### EXTRACTED INFORMATION
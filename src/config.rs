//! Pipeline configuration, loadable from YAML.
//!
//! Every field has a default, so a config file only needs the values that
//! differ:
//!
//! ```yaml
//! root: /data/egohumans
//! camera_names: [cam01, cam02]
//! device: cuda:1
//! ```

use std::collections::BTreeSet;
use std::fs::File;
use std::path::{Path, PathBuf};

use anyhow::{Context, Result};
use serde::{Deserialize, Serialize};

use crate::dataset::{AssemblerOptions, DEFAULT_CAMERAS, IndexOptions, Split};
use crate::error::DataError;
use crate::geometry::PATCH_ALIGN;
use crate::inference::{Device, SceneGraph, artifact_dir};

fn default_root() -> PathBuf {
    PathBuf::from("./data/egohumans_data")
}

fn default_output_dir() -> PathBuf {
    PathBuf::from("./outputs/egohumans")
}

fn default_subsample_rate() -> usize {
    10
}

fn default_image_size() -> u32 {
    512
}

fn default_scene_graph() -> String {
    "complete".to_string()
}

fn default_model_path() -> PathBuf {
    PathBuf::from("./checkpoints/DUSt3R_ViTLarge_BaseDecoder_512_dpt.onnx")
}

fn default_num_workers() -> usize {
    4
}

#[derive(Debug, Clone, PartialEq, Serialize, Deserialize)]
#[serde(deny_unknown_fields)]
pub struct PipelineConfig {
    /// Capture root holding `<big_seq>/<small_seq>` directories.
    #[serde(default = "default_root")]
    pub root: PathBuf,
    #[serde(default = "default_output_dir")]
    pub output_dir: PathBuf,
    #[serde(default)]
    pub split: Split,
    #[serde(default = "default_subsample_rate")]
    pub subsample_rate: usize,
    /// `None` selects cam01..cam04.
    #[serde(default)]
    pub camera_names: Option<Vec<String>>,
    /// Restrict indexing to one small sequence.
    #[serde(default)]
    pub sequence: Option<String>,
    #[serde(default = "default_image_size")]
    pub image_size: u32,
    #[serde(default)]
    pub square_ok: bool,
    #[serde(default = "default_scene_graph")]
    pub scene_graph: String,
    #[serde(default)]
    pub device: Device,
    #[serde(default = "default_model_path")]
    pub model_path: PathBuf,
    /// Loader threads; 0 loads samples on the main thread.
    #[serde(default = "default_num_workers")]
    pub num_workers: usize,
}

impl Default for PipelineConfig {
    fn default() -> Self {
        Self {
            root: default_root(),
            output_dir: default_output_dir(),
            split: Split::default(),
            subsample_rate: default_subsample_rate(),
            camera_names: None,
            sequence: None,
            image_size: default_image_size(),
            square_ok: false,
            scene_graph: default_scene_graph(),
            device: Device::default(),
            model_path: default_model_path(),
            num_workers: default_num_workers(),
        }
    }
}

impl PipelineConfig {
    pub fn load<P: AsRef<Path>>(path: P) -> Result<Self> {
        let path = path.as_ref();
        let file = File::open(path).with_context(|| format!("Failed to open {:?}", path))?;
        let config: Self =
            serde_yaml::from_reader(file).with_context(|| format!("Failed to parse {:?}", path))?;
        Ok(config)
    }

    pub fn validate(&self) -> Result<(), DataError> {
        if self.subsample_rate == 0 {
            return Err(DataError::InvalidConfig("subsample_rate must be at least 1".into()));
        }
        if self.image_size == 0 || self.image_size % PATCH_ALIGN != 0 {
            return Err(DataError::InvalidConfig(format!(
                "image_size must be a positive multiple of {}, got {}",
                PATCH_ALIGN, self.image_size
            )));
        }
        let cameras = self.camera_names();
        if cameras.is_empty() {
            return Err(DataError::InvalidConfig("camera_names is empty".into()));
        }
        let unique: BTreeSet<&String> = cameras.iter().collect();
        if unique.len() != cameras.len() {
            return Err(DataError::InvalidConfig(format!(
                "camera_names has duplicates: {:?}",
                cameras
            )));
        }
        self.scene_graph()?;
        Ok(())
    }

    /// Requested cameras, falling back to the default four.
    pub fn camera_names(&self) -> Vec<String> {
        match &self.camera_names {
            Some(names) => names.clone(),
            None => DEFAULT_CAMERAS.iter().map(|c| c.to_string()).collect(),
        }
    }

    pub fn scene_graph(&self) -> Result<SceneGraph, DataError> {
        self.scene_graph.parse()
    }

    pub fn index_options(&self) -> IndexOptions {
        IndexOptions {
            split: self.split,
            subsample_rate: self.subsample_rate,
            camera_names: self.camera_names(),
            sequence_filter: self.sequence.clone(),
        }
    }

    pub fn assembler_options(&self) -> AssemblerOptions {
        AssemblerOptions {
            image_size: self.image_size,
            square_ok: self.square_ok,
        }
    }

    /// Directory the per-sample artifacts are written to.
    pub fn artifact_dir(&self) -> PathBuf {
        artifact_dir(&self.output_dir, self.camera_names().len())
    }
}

* * *

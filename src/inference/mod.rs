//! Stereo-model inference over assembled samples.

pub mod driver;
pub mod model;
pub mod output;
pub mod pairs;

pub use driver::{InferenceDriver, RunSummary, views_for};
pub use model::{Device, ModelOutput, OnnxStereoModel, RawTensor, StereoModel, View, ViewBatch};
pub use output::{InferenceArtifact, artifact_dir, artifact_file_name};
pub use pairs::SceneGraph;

### TASK OBJECTIVE
Copy every line of the material above in which the word "AssemblerOptions" appears.

### REPLY
use crate::dataset::{AssemblerOptions, DEFAULT_CAMERAS, IndexOptions, Split};
    pub fn assembler_options(&self) -> AssemblerOptions {
        AssemblerOptions {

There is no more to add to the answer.